# Rendu de polices GPU avec Slug : Dilatation dynamique et licence MIT
L'algorithme Slug, développé en 2016, permet le rendu direct de polices et de graphiques vectoriels à partir de courbes de Bézier sur GPU, sans atlases de textures. Au cours de la dernière décennie, il a évolué avec une amélioration clé — la dilatation dynamique — et son brevet est désormais ouvert à une utilisation gratuite sous licence MIT.
Évolution de l'algorithme Slug
Slug relève le défi du rendu de texte en temps réel fiable, rapide et de haute qualité.
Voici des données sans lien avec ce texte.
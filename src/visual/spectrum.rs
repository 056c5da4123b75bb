//! Spectrum display: groups pre-computed frequency magnitudes into
//! log-spaced bands and paints them as vertical bars.

use ratatui::buffer::Buffer;
use ratatui::layout::Rect;
use ratatui::style::Style;

// Lower eighth-block glyphs, one per sub-cell fill level.
const EIGHTHS: [char; 8] = ['▁', '▂', '▃', '▄', '▅', '▆', '▇', '█'];

/// Map a linear magnitude array into `band_count` log-scaled bands.
///
/// Band boundaries are spaced exponentially across the bins, so low
/// frequencies get more resolution and highs are grouped coarsely. Each
/// band's value is the mean magnitude of the bins it covers.
pub fn log_bands(magnitudes: &[f32], band_count: usize) -> Vec<f32> {
    if band_count == 0 {
        return Vec::new();
    }
    if magnitudes.is_empty() {
        return vec![0.0; band_count];
    }

    let n = magnitudes.len();
    let mut bands = Vec::with_capacity(band_count);
    for i in 0..band_count {
        let t0 = i as f32 / band_count as f32;
        let t1 = (i + 1) as f32 / band_count as f32;
        // Exponential boundary curve mapping t=0 to bin 0 and t=1 to n.
        let lo = ((n as f32).powf(t0).floor() as usize)
            .saturating_sub(1)
            .min(n - 1);
        let hi = ((n as f32).powf(t1).ceil() as usize).clamp(lo + 1, n);

        let sum: f32 = magnitudes[lo..hi].iter().sum();
        bands.push(sum / (hi - lo) as f32);
    }
    bands
}

/// Paint one bar per column into `area`, bottom-aligned, with eighth-block
/// sub-cell resolution. Magnitudes are expected in [0, 1]; values beyond
/// that are clamped.
pub fn render(magnitudes: &[f32], area: Rect, style: Style, buf: &mut Buffer) {
    if area.width == 0 || area.height == 0 {
        return;
    }

    let bands = log_bands(magnitudes, area.width as usize);
    let sub_rows = area.height as usize * 8;

    for (col, &band) in bands.iter().enumerate() {
        let x = area.x + col as u16;
        let filled = (band.clamp(0.0, 1.0) * sub_rows as f32).round() as usize;
        if filled == 0 {
            continue;
        }

        let full_cells = filled / 8;
        let remainder = filled % 8;

        for row in 0..full_cells.min(area.height as usize) {
            let y = area.y + area.height - 1 - row as u16;
            if let Some(cell) = buf.cell_mut((x, y)) {
                cell.set_char('█');
                cell.set_style(style);
            }
        }
        if remainder > 0 && full_cells < area.height as usize {
            let y = area.y + area.height - 1 - full_cells as u16;
            if let Some(cell) = buf.cell_mut((x, y)) {
                cell.set_char(EIGHTHS[remainder - 1]);
                cell.set_style(style);
            }
        }
    }
}

#[cfg(test)]
mod tests {
    use super::*;

    #[test]
    fn empty_magnitudes_yield_zero_bands() {
        assert_eq!(log_bands(&[], 4), vec![0.0; 4]);
    }

    #[test]
    fn zero_band_count_yields_empty() {
        assert_eq!(log_bands(&[1.0, 2.0, 3.0], 0), Vec::<f32>::new());
    }

    #[test]
    fn single_band_averages_everything() {
        let result = log_bands(&[1.0, 2.0, 3.0, 4.0], 1);
        assert_eq!(result.len(), 1);
        assert!((result[0] - 2.5).abs() < 0.01);
    }

    #[test]
    fn band_count_is_preserved() {
        let magnitudes = vec![1.0f32; 64];
        assert_eq!(log_bands(&magnitudes, 10).len(), 10);
        assert_eq!(log_bands(&magnitudes, 64).len(), 64);
        assert_eq!(log_bands(&[0.5], 7).len(), 7);
    }

    #[test]
    fn energy_in_bin_zero_lands_in_first_band() {
        let mut magnitudes = vec![0.0f32; 32];
        magnitudes[0] = 10.0;
        let result = log_bands(&magnitudes, 4);
        assert!(result[0] > 0.0);
    }

    #[test]
    fn energy_in_the_top_bin_lands_in_the_last_band() {
        let mut magnitudes = vec![0.0f32; 32];
        magnitudes[31] = 8.0;
        let result = log_bands(&magnitudes, 8);
        assert!(result[7] > 0.0);
        assert!(result[..7].iter().all(|&band| band == 0.0));
    }

    #[test]
    fn uniform_input_yields_uniform_output() {
        let magnitudes = vec![1.0f32; 64];
        for band in log_bands(&magnitudes, 8) {
            assert!((band - 1.0).abs() < 0.01);
        }
    }

    #[test]
    fn render_no_ops_on_zero_area() {
        let mut buf = Buffer::empty(Rect::new(0, 0, 4, 4));
        render(&[1.0; 16], Rect::new(0, 0, 4, 0), Style::default(), &mut buf);
        assert_eq!(buf, Buffer::empty(Rect::new(0, 0, 4, 4)));
    }

    #[test]
    fn render_fills_from_the_bottom() {
        let area = Rect::new(0, 0, 2, 4);
        let mut buf = Buffer::empty(area);
        render(&[1.0; 8], area, Style::default(), &mut buf);
        // Full-scale bands fill the whole column.
        assert_eq!(buf[(0, 3)].symbol(), "█");
        assert_eq!(buf[(0, 0)].symbol(), "█");
    }
}
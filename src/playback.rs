//! Playback subsystem: a worker thread owning the output stream and sink,
//! driven over a command channel, reporting back through shared state and
//! an event channel.

mod control;
mod player;
mod sink;
mod thread;
mod types;

pub use control::PlayerControl;
pub use player::AudioPlayer;
pub use sink::create_sink_at;
pub use types::{OpenError, PlayerEvent, PlayerEventKind};
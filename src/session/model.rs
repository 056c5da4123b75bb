use std::time::Duration;

use rand::RngExt;
use tracing::warn;

use crate::library::{Album, Track};
use crate::playback::{PlayerControl, PlayerEvent, PlayerEventKind};

/// Cyclic now-playing glyphs; the index advances when playback moves to a
/// different album.
const MUSIC_ICONS: [char; 8] = ['♪', '♫', '♬', '♩', '◉', '⏵', '☊', '⊛'];

const HSCROLL_STEP: usize = 4;
const VOLUME_STEP: f32 = 0.05;
/// Past this point `previous_track` restarts instead of moving back.
const RESTART_THRESHOLD: Duration = Duration::from_secs(3);

#[derive(Debug, Clone, Copy, PartialEq, Eq)]
pub enum Focus {
    Sidebar,
    TrackList,
}

#[derive(Debug, Clone, Copy, PartialEq, Eq)]
pub enum Status {
    Idle,
    Playing,
    Paused,
}

#[derive(Debug, Clone, Copy, PartialEq, Eq, Default)]
pub enum VisualizerMode {
    Oscilloscope,
    #[default]
    Spectrum,
}

impl VisualizerMode {
    pub fn next(self) -> Self {
        match self {
            Self::Oscilloscope => Self::Spectrum,
            Self::Spectrum => Self::Oscilloscope,
        }
    }
}

/// One live instance per player invocation. Owned and mutated only by the
/// control thread; the playback worker talks back through events that the
/// event loop feeds into `handle_player_event`.
pub struct Session {
    pub albums: Vec<Album>,
    pub selected_album: usize,
    pub selected_track: usize,
    pub focus: Focus,
    pub search_query: String,
    pub searching: bool,
    pub showing_help: bool,
    pub visualizer_mode: VisualizerMode,
    pub sidebar_hscroll: usize,
    pub track_list_hscroll: usize,
    pub volume: f32,
    pub status: Status,
    pub current_track: Option<Track>,
    last_played_album: Option<String>,
    icon_index: usize,
    player: Box<dyn PlayerControl>,
}

impl Session {
    pub fn new(
        albums: Vec<Album>,
        mut player: Box<dyn PlayerControl>,
        volume: f32,
        visualizer_mode: VisualizerMode,
    ) -> Self {
        let volume = volume.clamp(0.0, 1.0);
        player.set_volume(volume);
        Self {
            albums,
            selected_album: 0,
            selected_track: 0,
            focus: Focus::Sidebar,
            search_query: String::new(),
            searching: false,
            showing_help: false,
            visualizer_mode,
            sidebar_hscroll: 0,
            track_list_hscroll: 0,
            volume,
            status: Status::Idle,
            current_track: None,
            last_played_album: None,
            icon_index: rand::rng().random_range(0..MUSIC_ICONS.len()),
            player,
        }
    }

    /// Album positions matching the active filter, in library order. An
    /// empty query matches everything.
    pub fn filtered_album_indices(&self) -> Vec<usize> {
        if self.search_query.is_empty() {
            return (0..self.albums.len()).collect();
        }
        let needle = self.search_query.to_lowercase();
        self.albums
            .iter()
            .enumerate()
            .filter(|(_, album)| album.display_name().to_lowercase().contains(&needle))
            .map(|(i, _)| i)
            .collect()
    }

    pub fn move_up(&mut self) {
        match self.focus {
            Focus::Sidebar => {
                let filtered = self.filtered_album_indices();
                let Some(pos) = filtered.iter().position(|&i| i == self.selected_album) else {
                    return;
                };
                if pos > 0 {
                    self.selected_album = filtered[pos - 1];
                    self.selected_track = 0;
                }
            }
            Focus::TrackList => {
                if self.selected_track > 0 {
                    self.selected_track -= 1;
                }
            }
        }
    }

    pub fn move_down(&mut self) {
        match self.focus {
            Focus::Sidebar => {
                let filtered = self.filtered_album_indices();
                let Some(pos) = filtered.iter().position(|&i| i == self.selected_album) else {
                    return;
                };
                if pos + 1 < filtered.len() {
                    self.selected_album = filtered[pos + 1];
                    self.selected_track = 0;
                }
            }
            Focus::TrackList => {
                let track_count = self
                    .albums
                    .get(self.selected_album)
                    .map_or(0, |a| a.tracks.len());
                if self.selected_track + 1 < track_count {
                    self.selected_track += 1;
                }
            }
        }
    }

    pub fn focus_left(&mut self) {
        self.focus = Focus::Sidebar;
    }

    pub fn focus_right(&mut self) {
        self.focus = Focus::TrackList;
    }

    pub fn toggle_focus(&mut self) {
        self.focus = match self.focus {
            Focus::Sidebar => Focus::TrackList,
            Focus::TrackList => Focus::Sidebar,
        };
    }

    pub fn scroll_left(&mut self) {
        let offset = self.focused_hscroll_mut();
        *offset = offset.saturating_sub(HSCROLL_STEP);
    }

    pub fn scroll_right(&mut self) {
        *self.focused_hscroll_mut() += HSCROLL_STEP;
    }

    pub fn reset_hscroll(&mut self) {
        *self.focused_hscroll_mut() = 0;
    }

    fn focused_hscroll_mut(&mut self) -> &mut usize {
        match self.focus {
            Focus::Sidebar => &mut self.sidebar_hscroll,
            Focus::TrackList => &mut self.track_list_hscroll,
        }
    }

    pub fn cycle_visualizer_mode(&mut self) {
        self.visualizer_mode = self.visualizer_mode.next();
    }

    /// Start playing the track under the cursor. Out-of-bounds selection
    /// (empty album, empty library) is a silent no-op. Moving to a
    /// different album advances the now-playing icon.
    pub fn play_selected(&mut self) {
        let Some(album) = self.albums.get(self.selected_album) else {
            return;
        };
        let Some(track) = album.tracks.get(self.selected_track) else {
            return;
        };
        let track = track.clone();

        let album_key = album.display_name();
        if self.last_played_album.as_deref() != Some(album_key.as_str()) {
            self.icon_index = (self.icon_index + 1) % MUSIC_ICONS.len();
            self.last_played_album = Some(album_key);
        }

        self.player.stop();
        self.player.open(&track);
        self.current_track = Some(track);
        self.status = Status::Playing;
    }

    pub fn toggle_play_pause(&mut self) {
        match self.status {
            Status::Playing => {
                self.player.pause();
                self.status = Status::Paused;
            }
            Status::Paused => {
                self.player.play();
                self.status = Status::Playing;
            }
            Status::Idle => self.play_selected(),
        }
    }

    /// Advance within the current album; no-op past the last track.
    pub fn next_track(&mut self) {
        let track_count = self
            .albums
            .get(self.selected_album)
            .map_or(0, |a| a.tracks.len());
        if self.selected_track + 1 < track_count {
            self.selected_track += 1;
            self.play_selected();
        }
    }

    /// More than three seconds in: restart the current track. Otherwise
    /// step back to the previous one, if there is one.
    pub fn previous_track(&mut self) {
        if self.player.current_time() > RESTART_THRESHOLD {
            self.player.seek(Duration::ZERO);
            self.player.play();
            self.status = Status::Playing;
            return;
        }
        if self.selected_track > 0 {
            self.selected_track -= 1;
            self.play_selected();
        }
    }

    pub fn volume_up(&mut self) {
        self.set_volume(self.volume + VOLUME_STEP);
    }

    pub fn volume_down(&mut self) {
        self.set_volume(self.volume - VOLUME_STEP);
    }

    fn set_volume(&mut self, volume: f32) {
        self.volume = volume.clamp(0.0, 1.0);
        self.player.set_volume(self.volume);
    }

    pub fn start_search(&mut self) {
        self.search_query.clear();
        self.searching = true;
    }

    pub fn append_search_char(&mut self, c: char) {
        self.search_query.push(c);
        self.snap_selection_to_filter();
    }

    pub fn delete_search_char(&mut self) {
        self.search_query.pop();
        self.snap_selection_to_filter();
    }

    /// Leave search mode, keeping the filter applied.
    pub fn commit_search(&mut self) {
        self.searching = false;
    }

    /// Leave search mode and drop the filter.
    pub fn cancel_search(&mut self) {
        self.searching = false;
        self.search_query.clear();
    }

    /// Drop a committed filter while browsing.
    pub fn clear_filter(&mut self) {
        self.search_query.clear();
    }

    fn snap_selection_to_filter(&mut self) {
        let filtered = self.filtered_album_indices();
        if filtered.is_empty() {
            return;
        }
        if !filtered.contains(&self.selected_album) {
            self.selected_album = filtered[0];
            self.selected_track = 0;
        }
    }

    pub fn toggle_help(&mut self) {
        self.showing_help = !self.showing_help;
    }

    pub fn music_icon(&self) -> char {
        MUSIC_ICONS[self.icon_index]
    }

    pub fn current_time(&self) -> Duration {
        self.player.current_time()
    }

    pub fn track_duration(&self) -> Duration {
        self.current_track
            .as_ref()
            .map_or(Duration::ZERO, |t| t.duration)
    }

    /// Fraction of the current track played, in [0, 1]. Zero-duration
    /// tracks report zero rather than dividing by zero.
    pub fn playback_progress(&self) -> f64 {
        let duration = self.track_duration();
        if duration.is_zero() {
            return 0.0;
        }
        (self.player.current_time().as_secs_f64() / duration.as_secs_f64()).clamp(0.0, 1.0)
    }

    /// Drain and apply all pending playback events.
    pub fn pump_player_events(&mut self) {
        while let Some(event) = self.player.poll_event() {
            self.handle_player_event(event);
        }
    }

    /// Apply one playback event. Events whose generation does not match
    /// the latest open are from a superseded track and are dropped.
    pub fn handle_player_event(&mut self, event: PlayerEvent) {
        if event.generation != self.player.generation() {
            return;
        }
        match event.kind {
            PlayerEventKind::Completed => {
                let has_next = self
                    .albums
                    .get(self.selected_album)
                    .is_some_and(|a| self.selected_track + 1 < a.tracks.len());
                if has_next {
                    self.next_track();
                } else {
                    self.status = Status::Idle;
                    self.current_track = None;
                }
            }
            PlayerEventKind::Errored(message) => {
                warn!(%message, "playback error, continuing");
            }
        }
    }

    pub fn shutdown(&mut self) {
        self.player.shutdown();
    }
}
La fiabilité signifie l'absence de pixels manquants ou d'artefacts, les performances maintiennent un FPS stable même sur des consoles de 2016, et la qualité offre des courbes fluides et des bords nets à toute échelle ou perspective.
Depuis sa publication dans JCGT en 2017, le code a connu plusieurs raffinements :
- Suppression de l'optimisation de division en bandes, qui accélérait les grands glyphes mais causait une divergence des shaders et doublait le volume de données.
- Abandon du suréchantillonnage adaptatif, ses avantages n'étant perceptibles que sur du texte à peine lisible, tandis que la dilatation gère efficacement l'aliasing aux petites tailles.
- Refonte complète du rendu d'émojis multicolores : remplacement des boucles de pixel shader par des glyphes indépendants avec leurs propres polygones de délimitation, simplifiant le code et boostant les performances.
Ces changements ont rationalisé le pixel shader, réduit l'usage des données et amélioré l'efficacité globale du rendu.
Dilatation dynamique : Optimisation automatique
Avant la dilatation dynamique, les utilisateurs devaient définir manuellement un décalage fixe pour étendre les polygones de délimitation des glyphes. Cela provoquait des artefacts d'aliasing aux petites tailles et gaspillait des ressources GPU aux grandes tailles. La dilatation dynamique corrige les deux en calculant automatiquement le décalage optimal dans le vertex shader, en se basant sur la matrice model-view-projection (MVP) et les dimensions de la fenêtre de vue.
Le calcul garantit que les centres de pixels partiellement couverts tombent à l'intérieur du polygone pour une rasterisation correcte, sans remplissage excessif. La formule dérive d'une expansion de demi-pixel dans l'espace de la fenêtre de vue et se résout comme une équation quadratique :
d = (s³t + s²√(u² + v²)) / (u² + v² - s²t²)
où s = m₃₀p_x + m₃₁p_y + m₃₃, t = m₃₀n̂_x + m₃₁n̂_y, et u et v sont des dérivées issues des paramètres MVP et de la normale. Le signe "+" donne le décalage vers l'extérieur le long de la normale unitaire.
Pour préserver la taille originale du glyphe, les coordonnées d'échantillonnage sur la surface mipmappée sont ajustées à l'aide de la matrice jacobienne 2×2 inverse, transformant le décalage dans l'espace objet.
Libération du brevet et licensing
En 2019, l'auteur a breveté l'algorithme Slug, mais il est désormais libéré pour une utilisation sans restriction sous licence MIT. Les développeurs peuvent l'intégrer dans leurs projets sans obstacles légaux. Slug a déjà été licencié par des entreprises comme Activision, Adobe et Ubisoft pour des jeux vidéo, de la visualisation scientifique, du CAO et plus encore, prouvant sa valeur en conditions réelles.
Points clés
- Slug rend les polices et graphiques vectoriels directement sur GPU à partir de courbes de Bézier, offrant fiabilité, vitesse et qualité optimale.
- La dilatation dynamique optimise automatiquement l'expansion des polygones de délimitation, éliminant artefacts et gaspillage de ressources.
- L'algorithme a évolué : suppression de la division en bandes et du suréchantillonnage, simplification du rendu d'émojis.
- Le brevet de Slug est désormais sous licence MIT pour une utilisation gratuite dans des projets commerciaux et open source.
- Il est éprouvé dans le gaming, la visualisation scientifique, la CAO et au-delà.